Can you restate the lines of the entries below, word for word, from the first one through the line that includes "let mut total = 0.0;"?
☆ ☆ ☆ ☆
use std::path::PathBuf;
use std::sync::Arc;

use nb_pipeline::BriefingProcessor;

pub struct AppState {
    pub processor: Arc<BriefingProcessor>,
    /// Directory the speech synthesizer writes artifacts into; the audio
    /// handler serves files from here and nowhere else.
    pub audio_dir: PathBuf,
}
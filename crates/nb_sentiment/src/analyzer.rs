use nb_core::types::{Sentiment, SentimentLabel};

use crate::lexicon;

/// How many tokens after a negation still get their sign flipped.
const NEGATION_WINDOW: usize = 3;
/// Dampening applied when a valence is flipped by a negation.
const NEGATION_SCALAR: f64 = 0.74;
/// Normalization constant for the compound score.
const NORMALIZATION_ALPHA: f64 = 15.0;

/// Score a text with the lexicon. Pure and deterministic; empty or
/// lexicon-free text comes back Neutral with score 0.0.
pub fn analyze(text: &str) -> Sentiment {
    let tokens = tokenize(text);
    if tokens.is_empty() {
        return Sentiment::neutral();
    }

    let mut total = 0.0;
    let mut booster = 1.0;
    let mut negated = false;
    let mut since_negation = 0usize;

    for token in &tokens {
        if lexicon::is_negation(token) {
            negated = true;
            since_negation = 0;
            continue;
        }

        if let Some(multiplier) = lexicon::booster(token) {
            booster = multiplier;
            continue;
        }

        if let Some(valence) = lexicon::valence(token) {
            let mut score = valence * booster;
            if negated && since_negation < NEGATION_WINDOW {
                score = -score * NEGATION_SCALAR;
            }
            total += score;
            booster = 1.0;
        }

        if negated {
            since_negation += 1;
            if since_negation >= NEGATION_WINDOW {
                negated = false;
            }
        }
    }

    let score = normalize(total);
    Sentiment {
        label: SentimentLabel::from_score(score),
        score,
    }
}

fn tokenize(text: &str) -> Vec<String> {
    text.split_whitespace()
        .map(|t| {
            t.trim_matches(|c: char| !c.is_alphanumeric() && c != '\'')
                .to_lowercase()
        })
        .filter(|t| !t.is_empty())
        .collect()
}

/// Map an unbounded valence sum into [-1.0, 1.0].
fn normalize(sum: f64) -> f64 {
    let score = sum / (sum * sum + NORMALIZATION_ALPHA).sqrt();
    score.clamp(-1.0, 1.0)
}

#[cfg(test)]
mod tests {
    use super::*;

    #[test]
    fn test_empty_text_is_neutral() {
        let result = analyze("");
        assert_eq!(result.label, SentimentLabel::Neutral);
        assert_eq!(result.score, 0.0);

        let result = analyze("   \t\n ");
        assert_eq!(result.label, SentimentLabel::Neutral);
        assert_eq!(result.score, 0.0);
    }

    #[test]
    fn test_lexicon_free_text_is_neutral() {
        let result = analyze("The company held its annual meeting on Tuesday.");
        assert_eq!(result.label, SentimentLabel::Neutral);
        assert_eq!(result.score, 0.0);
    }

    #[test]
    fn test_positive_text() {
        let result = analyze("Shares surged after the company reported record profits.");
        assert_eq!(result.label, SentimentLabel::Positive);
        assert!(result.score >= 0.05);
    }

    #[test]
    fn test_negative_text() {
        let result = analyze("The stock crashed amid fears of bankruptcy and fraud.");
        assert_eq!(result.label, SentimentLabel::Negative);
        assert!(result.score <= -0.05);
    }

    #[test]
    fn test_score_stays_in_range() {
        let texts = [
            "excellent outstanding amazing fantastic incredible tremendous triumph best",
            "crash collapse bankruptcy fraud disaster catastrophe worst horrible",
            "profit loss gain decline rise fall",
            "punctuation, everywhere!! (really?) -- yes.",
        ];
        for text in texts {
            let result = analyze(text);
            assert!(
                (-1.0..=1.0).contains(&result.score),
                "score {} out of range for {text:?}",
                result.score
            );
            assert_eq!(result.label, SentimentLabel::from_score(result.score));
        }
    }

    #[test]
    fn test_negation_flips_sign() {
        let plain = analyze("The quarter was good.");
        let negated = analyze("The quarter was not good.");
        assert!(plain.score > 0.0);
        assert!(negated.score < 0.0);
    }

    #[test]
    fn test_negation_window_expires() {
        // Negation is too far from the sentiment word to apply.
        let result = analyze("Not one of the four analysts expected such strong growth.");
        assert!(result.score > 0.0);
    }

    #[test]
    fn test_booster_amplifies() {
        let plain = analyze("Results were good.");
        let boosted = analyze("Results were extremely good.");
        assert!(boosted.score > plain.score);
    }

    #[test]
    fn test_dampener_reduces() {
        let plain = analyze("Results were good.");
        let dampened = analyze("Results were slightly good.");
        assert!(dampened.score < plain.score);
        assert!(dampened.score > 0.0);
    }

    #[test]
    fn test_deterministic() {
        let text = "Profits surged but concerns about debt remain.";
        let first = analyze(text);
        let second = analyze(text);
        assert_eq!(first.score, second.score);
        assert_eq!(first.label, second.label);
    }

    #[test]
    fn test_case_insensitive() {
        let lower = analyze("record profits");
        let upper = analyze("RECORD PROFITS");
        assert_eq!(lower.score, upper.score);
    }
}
☆ ☆ ☆ ☆
Answer box:
use std::path::PathBuf;
use std::sync::Arc;

use nb_pipeline::BriefingProcessor;

pub struct AppState {
    pub processor: Arc<BriefingProcessor>,
    /// Directory the speech synthesizer writes artifacts into; the audio
    /// handler serves files from here and nowhere else.
    pub audio_dir: PathBuf,
}
filename crates/nb_sentiment/src/analyzer.rs
use nb_core::types::{Sentiment, SentimentLabel};

use crate::lexicon;

/// How many tokens after a negation still get their sign flipped.
const NEGATION_WINDOW: usize = 3;
/// Dampening applied when a valence is flipped by a negation.
const NEGATION_SCALAR: f64 = 0.74;
/// Normalization constant for the compound score.
const NORMALIZATION_ALPHA: f64 = 15.0;

/// Score a text with the lexicon. Pure and deterministic; empty or
/// lexicon-free text comes back Neutral with score 0.0.
pub fn analyze(text: &str) -> Sentiment {
    let tokens = tokenize(text);
    if tokens.is_empty() {
        return Sentiment::neutral();
    }

    let mut total = 0.0;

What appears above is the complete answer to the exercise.